* Required action *
With the string "status" as the filter, copy each matching line from the records.

* Extracted material *
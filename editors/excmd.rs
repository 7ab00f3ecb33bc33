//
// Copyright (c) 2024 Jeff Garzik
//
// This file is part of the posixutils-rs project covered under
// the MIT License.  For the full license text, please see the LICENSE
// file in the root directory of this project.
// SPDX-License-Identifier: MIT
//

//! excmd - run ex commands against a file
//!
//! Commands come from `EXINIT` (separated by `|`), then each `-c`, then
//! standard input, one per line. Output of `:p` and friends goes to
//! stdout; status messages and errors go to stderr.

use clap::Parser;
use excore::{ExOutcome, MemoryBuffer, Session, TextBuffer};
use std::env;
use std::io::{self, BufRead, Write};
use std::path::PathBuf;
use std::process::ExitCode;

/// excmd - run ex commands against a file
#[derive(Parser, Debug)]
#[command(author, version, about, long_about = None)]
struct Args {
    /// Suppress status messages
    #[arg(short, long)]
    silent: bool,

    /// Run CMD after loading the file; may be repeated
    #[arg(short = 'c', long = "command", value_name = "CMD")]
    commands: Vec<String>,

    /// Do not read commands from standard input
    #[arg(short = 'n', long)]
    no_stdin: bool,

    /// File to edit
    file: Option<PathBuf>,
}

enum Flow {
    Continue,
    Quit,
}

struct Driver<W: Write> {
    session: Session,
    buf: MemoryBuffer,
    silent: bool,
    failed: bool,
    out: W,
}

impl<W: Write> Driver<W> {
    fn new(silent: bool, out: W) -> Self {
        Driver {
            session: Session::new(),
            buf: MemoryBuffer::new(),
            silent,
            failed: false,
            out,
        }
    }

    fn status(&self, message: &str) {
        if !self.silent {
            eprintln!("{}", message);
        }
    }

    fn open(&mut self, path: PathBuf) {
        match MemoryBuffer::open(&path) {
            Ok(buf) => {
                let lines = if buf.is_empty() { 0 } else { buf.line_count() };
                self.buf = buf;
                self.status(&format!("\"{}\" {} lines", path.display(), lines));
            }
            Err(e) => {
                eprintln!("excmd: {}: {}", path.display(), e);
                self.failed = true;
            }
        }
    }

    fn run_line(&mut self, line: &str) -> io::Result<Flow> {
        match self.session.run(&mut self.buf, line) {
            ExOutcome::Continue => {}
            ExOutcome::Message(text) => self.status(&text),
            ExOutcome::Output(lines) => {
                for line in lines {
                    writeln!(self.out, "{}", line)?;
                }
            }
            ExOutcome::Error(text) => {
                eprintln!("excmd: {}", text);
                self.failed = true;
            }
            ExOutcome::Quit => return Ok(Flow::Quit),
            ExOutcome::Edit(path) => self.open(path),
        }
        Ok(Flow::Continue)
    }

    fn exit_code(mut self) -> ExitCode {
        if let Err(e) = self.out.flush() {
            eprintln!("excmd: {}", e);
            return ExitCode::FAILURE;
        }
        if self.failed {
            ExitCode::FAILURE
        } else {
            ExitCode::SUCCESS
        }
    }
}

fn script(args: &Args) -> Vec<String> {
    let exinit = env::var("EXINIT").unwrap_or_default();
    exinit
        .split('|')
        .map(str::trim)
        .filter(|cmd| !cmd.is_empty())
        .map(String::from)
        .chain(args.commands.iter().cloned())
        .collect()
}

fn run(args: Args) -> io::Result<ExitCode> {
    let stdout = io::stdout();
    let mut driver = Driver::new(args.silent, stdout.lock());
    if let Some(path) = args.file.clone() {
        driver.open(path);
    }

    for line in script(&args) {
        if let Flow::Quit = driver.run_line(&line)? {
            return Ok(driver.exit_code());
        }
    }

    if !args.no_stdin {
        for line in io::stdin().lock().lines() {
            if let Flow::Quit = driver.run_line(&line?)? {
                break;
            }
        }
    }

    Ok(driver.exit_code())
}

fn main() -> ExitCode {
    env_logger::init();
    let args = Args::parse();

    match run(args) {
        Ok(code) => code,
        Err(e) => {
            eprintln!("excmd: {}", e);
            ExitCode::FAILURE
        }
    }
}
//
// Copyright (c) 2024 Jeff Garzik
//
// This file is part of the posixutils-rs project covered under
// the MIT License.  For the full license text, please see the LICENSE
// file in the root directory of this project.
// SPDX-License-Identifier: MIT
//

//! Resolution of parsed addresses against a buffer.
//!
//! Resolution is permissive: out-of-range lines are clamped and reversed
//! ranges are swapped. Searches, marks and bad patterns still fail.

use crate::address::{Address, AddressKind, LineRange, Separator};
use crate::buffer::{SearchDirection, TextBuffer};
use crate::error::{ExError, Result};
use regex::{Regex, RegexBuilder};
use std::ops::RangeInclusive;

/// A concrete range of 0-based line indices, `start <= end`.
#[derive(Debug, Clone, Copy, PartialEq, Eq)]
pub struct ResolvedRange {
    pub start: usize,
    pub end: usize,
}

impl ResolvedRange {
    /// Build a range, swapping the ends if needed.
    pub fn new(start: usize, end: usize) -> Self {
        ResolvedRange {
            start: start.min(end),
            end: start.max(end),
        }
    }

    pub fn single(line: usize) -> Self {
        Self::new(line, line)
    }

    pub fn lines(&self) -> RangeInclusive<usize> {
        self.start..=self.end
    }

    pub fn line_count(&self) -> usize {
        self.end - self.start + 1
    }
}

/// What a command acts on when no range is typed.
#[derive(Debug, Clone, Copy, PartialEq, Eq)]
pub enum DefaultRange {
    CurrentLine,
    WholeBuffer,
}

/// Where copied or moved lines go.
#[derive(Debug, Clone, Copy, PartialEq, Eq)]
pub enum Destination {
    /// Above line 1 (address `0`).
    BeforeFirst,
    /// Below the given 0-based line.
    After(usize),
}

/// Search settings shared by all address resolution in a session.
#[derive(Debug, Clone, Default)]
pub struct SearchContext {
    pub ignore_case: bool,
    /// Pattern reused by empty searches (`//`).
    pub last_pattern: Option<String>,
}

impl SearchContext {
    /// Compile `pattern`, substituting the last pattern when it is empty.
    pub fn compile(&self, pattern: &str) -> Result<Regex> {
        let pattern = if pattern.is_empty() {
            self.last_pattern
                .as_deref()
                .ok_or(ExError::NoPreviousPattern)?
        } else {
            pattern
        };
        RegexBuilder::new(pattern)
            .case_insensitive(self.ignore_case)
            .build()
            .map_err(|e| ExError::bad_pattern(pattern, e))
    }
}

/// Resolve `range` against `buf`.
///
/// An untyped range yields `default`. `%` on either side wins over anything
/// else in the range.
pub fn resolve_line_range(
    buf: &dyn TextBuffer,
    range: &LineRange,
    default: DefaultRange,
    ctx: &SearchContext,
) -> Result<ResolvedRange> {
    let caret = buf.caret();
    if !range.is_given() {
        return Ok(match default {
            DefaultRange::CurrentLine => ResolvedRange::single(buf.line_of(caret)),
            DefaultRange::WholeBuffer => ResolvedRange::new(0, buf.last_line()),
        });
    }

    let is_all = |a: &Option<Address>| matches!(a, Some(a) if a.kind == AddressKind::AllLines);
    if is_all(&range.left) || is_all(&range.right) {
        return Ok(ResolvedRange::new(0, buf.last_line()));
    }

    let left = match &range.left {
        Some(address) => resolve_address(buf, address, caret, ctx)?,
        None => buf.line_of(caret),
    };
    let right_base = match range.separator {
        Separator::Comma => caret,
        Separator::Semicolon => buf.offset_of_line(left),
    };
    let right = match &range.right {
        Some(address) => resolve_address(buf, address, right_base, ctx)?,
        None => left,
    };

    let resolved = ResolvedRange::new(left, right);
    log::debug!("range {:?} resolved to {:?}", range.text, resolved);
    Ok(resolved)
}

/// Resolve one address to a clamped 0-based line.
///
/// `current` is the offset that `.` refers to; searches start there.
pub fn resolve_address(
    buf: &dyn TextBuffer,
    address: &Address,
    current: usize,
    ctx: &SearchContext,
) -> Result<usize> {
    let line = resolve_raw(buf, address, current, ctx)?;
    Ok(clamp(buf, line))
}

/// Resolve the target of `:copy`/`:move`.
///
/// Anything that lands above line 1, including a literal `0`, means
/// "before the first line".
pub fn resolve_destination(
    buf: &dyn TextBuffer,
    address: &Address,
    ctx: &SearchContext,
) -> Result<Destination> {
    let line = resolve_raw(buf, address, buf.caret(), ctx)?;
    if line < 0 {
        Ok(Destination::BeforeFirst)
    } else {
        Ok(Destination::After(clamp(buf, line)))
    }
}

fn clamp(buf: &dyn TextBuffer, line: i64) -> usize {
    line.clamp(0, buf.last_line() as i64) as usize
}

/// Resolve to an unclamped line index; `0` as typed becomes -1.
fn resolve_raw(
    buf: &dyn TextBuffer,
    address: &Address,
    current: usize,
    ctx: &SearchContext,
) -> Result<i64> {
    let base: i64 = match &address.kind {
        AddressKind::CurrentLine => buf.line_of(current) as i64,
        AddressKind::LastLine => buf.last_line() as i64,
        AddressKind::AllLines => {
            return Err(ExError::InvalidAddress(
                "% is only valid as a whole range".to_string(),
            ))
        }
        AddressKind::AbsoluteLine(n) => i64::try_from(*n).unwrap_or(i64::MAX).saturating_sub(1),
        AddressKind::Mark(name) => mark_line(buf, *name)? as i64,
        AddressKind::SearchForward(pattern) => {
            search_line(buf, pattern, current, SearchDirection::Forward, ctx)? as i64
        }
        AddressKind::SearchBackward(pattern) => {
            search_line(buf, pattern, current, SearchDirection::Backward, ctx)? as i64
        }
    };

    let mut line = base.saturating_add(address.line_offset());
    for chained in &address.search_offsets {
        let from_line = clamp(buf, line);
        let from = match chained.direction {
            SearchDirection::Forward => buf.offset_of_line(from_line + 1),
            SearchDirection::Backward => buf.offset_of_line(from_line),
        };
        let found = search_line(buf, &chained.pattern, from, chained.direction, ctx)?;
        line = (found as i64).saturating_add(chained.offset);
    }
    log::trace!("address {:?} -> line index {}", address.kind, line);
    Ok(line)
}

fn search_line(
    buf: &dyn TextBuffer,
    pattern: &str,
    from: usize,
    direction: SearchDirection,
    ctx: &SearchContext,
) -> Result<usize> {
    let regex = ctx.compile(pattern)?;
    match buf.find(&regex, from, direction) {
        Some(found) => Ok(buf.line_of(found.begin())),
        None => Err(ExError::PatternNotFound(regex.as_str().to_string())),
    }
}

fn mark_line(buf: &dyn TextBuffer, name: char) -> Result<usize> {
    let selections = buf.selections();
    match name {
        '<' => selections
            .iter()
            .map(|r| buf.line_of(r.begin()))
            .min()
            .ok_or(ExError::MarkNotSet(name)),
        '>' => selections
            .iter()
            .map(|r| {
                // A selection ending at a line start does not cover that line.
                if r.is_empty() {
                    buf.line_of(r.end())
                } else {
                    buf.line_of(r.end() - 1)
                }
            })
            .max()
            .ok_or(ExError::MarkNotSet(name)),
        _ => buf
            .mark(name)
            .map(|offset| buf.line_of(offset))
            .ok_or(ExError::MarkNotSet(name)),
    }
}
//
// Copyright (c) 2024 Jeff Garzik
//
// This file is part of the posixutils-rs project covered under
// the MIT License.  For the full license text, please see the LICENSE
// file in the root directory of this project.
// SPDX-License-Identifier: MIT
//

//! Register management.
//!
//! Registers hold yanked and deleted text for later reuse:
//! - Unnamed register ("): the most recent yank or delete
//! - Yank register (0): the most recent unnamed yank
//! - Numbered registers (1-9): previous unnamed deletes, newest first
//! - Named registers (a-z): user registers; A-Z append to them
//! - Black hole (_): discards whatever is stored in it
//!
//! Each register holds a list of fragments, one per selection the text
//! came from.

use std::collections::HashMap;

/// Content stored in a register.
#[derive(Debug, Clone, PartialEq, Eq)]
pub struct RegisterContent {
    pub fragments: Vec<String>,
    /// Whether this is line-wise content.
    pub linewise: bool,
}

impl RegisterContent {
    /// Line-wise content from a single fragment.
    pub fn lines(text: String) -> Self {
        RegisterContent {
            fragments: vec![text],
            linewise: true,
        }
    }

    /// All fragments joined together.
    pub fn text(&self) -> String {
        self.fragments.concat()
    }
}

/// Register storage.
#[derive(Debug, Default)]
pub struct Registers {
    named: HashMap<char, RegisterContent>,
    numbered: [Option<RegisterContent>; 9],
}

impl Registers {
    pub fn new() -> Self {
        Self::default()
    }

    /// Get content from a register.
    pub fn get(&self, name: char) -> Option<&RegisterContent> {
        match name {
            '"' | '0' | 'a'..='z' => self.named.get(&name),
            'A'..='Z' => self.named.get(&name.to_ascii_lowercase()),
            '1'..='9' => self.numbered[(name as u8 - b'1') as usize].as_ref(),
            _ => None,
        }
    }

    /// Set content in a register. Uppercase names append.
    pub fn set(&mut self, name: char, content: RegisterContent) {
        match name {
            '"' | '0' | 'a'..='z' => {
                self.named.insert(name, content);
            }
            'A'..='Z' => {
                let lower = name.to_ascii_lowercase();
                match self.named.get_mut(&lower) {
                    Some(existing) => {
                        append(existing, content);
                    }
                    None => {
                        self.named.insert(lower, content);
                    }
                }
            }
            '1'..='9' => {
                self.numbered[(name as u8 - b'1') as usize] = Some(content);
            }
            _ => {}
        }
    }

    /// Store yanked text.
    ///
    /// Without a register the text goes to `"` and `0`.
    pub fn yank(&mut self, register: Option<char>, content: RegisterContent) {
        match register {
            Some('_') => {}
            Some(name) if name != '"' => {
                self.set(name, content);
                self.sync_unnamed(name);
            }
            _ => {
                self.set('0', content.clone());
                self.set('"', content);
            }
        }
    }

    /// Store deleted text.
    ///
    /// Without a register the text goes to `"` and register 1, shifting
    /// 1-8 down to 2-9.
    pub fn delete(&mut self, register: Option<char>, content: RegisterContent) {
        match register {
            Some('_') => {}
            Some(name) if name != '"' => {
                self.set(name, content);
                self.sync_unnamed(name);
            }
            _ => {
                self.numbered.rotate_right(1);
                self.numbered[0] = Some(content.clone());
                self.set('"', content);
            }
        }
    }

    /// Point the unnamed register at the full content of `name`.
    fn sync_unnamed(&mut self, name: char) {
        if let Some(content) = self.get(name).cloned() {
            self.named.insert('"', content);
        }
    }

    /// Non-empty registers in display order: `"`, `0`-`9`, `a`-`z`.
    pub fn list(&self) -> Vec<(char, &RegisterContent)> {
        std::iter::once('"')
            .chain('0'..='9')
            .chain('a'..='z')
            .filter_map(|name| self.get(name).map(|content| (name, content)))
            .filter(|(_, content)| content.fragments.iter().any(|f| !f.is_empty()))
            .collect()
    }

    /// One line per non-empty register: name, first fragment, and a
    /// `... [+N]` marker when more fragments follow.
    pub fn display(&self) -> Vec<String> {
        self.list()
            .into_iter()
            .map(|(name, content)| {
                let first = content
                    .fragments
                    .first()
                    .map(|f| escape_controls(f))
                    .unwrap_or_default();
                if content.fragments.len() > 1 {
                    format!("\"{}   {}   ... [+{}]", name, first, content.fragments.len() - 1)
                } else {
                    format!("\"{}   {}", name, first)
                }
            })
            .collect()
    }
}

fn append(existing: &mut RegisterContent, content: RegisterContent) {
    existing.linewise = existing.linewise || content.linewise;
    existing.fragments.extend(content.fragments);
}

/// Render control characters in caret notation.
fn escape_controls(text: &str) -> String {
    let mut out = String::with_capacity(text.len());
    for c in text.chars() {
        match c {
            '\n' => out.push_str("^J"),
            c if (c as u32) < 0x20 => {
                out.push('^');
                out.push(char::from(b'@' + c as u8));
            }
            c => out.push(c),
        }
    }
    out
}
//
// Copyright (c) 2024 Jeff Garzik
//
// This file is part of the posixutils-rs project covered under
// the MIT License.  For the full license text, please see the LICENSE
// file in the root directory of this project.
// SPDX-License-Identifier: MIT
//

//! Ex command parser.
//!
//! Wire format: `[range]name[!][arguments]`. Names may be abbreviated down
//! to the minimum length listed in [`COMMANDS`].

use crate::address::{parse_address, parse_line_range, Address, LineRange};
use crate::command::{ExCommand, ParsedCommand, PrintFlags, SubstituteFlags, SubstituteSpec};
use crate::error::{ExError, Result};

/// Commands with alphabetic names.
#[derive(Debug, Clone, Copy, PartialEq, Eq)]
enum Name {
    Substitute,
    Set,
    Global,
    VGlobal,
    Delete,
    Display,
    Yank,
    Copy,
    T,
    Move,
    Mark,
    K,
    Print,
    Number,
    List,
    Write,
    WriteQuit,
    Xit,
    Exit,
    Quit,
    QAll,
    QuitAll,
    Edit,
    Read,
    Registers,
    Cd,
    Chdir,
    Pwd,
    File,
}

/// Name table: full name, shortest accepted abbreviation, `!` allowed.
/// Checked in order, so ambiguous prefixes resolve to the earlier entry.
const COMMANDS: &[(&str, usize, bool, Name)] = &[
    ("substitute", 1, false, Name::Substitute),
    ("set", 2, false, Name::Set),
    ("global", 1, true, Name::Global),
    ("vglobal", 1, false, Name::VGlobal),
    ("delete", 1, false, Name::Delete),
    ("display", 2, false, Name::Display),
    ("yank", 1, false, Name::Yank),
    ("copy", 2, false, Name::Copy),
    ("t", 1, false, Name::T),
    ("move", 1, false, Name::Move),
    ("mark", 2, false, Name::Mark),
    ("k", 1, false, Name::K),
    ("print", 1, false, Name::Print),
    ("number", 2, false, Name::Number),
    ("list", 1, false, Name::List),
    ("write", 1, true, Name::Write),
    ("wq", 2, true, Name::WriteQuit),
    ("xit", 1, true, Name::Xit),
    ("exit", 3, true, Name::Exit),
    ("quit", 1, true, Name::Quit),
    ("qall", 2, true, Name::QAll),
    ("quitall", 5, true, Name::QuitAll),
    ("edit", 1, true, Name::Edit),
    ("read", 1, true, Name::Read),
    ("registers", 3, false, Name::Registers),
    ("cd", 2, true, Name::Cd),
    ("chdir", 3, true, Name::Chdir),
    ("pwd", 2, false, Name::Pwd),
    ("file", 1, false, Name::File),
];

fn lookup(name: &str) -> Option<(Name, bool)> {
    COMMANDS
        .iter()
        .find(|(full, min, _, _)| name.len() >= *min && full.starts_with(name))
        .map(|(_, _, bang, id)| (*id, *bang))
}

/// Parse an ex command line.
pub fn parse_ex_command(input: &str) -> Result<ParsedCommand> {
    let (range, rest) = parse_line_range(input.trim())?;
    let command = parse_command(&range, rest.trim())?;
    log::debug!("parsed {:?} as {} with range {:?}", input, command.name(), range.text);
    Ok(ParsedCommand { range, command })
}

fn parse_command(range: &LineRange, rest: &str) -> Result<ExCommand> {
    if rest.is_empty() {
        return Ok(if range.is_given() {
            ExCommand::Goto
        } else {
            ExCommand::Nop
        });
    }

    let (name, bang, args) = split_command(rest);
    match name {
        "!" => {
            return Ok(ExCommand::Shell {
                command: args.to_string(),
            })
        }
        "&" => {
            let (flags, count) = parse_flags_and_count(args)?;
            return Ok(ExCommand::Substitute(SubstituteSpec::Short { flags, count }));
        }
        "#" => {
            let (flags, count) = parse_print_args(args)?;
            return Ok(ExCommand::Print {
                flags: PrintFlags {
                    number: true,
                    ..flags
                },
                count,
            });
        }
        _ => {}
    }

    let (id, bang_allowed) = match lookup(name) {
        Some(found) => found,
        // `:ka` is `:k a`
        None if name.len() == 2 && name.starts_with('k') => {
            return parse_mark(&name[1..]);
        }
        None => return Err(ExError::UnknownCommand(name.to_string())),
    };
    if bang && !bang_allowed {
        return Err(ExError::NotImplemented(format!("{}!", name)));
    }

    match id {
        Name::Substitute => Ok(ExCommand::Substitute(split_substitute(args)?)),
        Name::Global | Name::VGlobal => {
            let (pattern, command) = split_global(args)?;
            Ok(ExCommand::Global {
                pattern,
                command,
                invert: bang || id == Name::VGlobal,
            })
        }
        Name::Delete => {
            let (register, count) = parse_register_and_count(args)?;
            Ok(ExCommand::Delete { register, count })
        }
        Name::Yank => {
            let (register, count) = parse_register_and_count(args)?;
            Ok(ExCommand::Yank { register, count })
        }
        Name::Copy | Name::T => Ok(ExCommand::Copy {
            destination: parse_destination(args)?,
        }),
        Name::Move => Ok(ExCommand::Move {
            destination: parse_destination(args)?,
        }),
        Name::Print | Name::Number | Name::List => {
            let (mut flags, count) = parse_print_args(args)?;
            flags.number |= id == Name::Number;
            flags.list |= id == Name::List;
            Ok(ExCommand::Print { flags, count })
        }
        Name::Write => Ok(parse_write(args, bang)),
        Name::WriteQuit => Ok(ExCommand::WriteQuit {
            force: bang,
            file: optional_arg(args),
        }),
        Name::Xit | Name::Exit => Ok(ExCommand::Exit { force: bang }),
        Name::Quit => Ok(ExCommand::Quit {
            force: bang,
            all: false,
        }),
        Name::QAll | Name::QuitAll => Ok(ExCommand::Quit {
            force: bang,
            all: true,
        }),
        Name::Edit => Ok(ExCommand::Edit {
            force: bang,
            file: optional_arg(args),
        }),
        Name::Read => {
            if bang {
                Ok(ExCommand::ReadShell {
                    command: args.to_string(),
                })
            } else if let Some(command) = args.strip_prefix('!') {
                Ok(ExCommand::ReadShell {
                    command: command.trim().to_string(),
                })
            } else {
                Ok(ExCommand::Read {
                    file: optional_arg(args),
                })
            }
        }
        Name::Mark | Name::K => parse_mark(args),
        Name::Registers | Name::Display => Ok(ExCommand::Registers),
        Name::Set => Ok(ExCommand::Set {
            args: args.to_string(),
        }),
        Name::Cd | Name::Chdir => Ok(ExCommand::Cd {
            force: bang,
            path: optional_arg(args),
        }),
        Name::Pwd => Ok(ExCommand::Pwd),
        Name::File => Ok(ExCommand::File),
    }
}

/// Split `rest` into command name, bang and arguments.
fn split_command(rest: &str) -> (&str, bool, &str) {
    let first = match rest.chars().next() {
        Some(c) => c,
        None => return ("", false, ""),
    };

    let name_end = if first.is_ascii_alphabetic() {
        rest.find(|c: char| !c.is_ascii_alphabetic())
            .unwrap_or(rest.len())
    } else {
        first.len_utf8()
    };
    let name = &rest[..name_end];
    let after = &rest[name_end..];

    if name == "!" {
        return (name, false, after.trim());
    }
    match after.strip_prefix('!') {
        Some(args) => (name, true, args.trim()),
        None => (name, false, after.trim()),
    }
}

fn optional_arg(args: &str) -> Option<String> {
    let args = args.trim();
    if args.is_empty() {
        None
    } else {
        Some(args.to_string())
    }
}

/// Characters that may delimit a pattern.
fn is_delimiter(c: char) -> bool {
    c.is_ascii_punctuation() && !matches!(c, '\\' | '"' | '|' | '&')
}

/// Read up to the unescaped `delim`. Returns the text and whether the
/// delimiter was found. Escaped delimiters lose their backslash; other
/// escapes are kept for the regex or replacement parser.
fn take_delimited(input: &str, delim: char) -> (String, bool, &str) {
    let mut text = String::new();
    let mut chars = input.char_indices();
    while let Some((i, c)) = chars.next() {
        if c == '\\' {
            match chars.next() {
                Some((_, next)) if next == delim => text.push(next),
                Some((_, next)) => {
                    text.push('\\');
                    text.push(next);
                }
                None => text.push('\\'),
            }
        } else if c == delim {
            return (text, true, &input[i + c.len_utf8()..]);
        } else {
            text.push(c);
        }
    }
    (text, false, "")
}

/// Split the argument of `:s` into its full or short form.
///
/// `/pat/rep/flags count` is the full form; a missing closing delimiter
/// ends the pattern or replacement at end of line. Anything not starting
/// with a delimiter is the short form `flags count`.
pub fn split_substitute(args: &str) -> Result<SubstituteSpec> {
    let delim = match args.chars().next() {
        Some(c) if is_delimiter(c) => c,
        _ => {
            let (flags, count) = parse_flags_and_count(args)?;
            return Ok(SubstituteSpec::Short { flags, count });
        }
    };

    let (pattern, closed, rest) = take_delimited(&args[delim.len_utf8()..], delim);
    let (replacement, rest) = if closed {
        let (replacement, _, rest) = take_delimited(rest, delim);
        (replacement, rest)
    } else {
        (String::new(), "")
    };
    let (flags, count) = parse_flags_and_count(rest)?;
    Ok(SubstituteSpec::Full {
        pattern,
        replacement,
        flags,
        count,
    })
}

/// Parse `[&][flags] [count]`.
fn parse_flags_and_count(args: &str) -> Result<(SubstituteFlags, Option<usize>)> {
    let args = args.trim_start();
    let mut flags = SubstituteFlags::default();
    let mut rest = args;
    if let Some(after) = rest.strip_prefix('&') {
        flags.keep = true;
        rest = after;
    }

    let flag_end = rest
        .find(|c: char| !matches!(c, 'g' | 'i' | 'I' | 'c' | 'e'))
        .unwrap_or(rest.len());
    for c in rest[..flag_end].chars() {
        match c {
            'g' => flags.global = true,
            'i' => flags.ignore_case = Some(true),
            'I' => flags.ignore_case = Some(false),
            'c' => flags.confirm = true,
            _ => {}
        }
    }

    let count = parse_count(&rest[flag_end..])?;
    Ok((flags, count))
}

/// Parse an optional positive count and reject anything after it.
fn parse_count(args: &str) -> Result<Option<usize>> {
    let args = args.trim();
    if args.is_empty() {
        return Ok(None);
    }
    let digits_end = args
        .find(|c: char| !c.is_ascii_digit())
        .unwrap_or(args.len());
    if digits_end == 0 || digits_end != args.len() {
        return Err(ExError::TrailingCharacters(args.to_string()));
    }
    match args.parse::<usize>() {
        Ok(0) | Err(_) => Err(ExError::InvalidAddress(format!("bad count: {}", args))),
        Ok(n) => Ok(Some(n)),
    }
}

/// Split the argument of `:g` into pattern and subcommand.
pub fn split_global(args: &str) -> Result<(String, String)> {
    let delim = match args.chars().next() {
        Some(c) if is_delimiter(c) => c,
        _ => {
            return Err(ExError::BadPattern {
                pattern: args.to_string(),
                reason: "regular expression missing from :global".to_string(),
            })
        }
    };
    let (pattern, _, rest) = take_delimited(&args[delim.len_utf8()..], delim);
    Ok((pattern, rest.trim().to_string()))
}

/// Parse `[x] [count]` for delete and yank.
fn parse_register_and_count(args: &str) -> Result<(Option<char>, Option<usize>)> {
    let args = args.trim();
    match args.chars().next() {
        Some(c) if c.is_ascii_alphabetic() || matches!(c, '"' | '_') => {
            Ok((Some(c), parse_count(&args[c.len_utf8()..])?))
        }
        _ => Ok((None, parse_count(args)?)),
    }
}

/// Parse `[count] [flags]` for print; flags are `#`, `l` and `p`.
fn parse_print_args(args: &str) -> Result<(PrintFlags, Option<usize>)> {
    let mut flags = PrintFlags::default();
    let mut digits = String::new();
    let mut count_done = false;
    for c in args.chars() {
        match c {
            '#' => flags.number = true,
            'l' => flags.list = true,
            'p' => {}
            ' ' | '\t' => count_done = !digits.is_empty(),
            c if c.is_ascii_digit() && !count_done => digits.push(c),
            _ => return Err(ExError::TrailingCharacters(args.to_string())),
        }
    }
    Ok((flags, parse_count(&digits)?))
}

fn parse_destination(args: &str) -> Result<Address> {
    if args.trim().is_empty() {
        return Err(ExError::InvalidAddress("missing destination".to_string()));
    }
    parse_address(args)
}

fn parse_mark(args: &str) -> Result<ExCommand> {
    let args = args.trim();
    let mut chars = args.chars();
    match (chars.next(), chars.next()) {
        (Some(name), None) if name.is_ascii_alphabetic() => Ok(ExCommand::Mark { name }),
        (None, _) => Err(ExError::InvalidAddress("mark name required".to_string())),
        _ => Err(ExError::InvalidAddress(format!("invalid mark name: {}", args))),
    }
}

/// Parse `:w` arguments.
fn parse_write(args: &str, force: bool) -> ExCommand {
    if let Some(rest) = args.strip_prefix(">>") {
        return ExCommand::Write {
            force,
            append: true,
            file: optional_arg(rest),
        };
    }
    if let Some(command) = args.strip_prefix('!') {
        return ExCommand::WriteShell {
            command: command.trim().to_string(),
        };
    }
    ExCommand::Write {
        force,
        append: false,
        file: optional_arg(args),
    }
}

* Response *
//! stdout; status messages and errors go to stderr.
    /// Suppress status messages
    fn status(&self, message: &str) {
                self.status(&format!("\"{}\" {} lines", path.display(), lines));
            ExOutcome::Message(text) => self.status(&text),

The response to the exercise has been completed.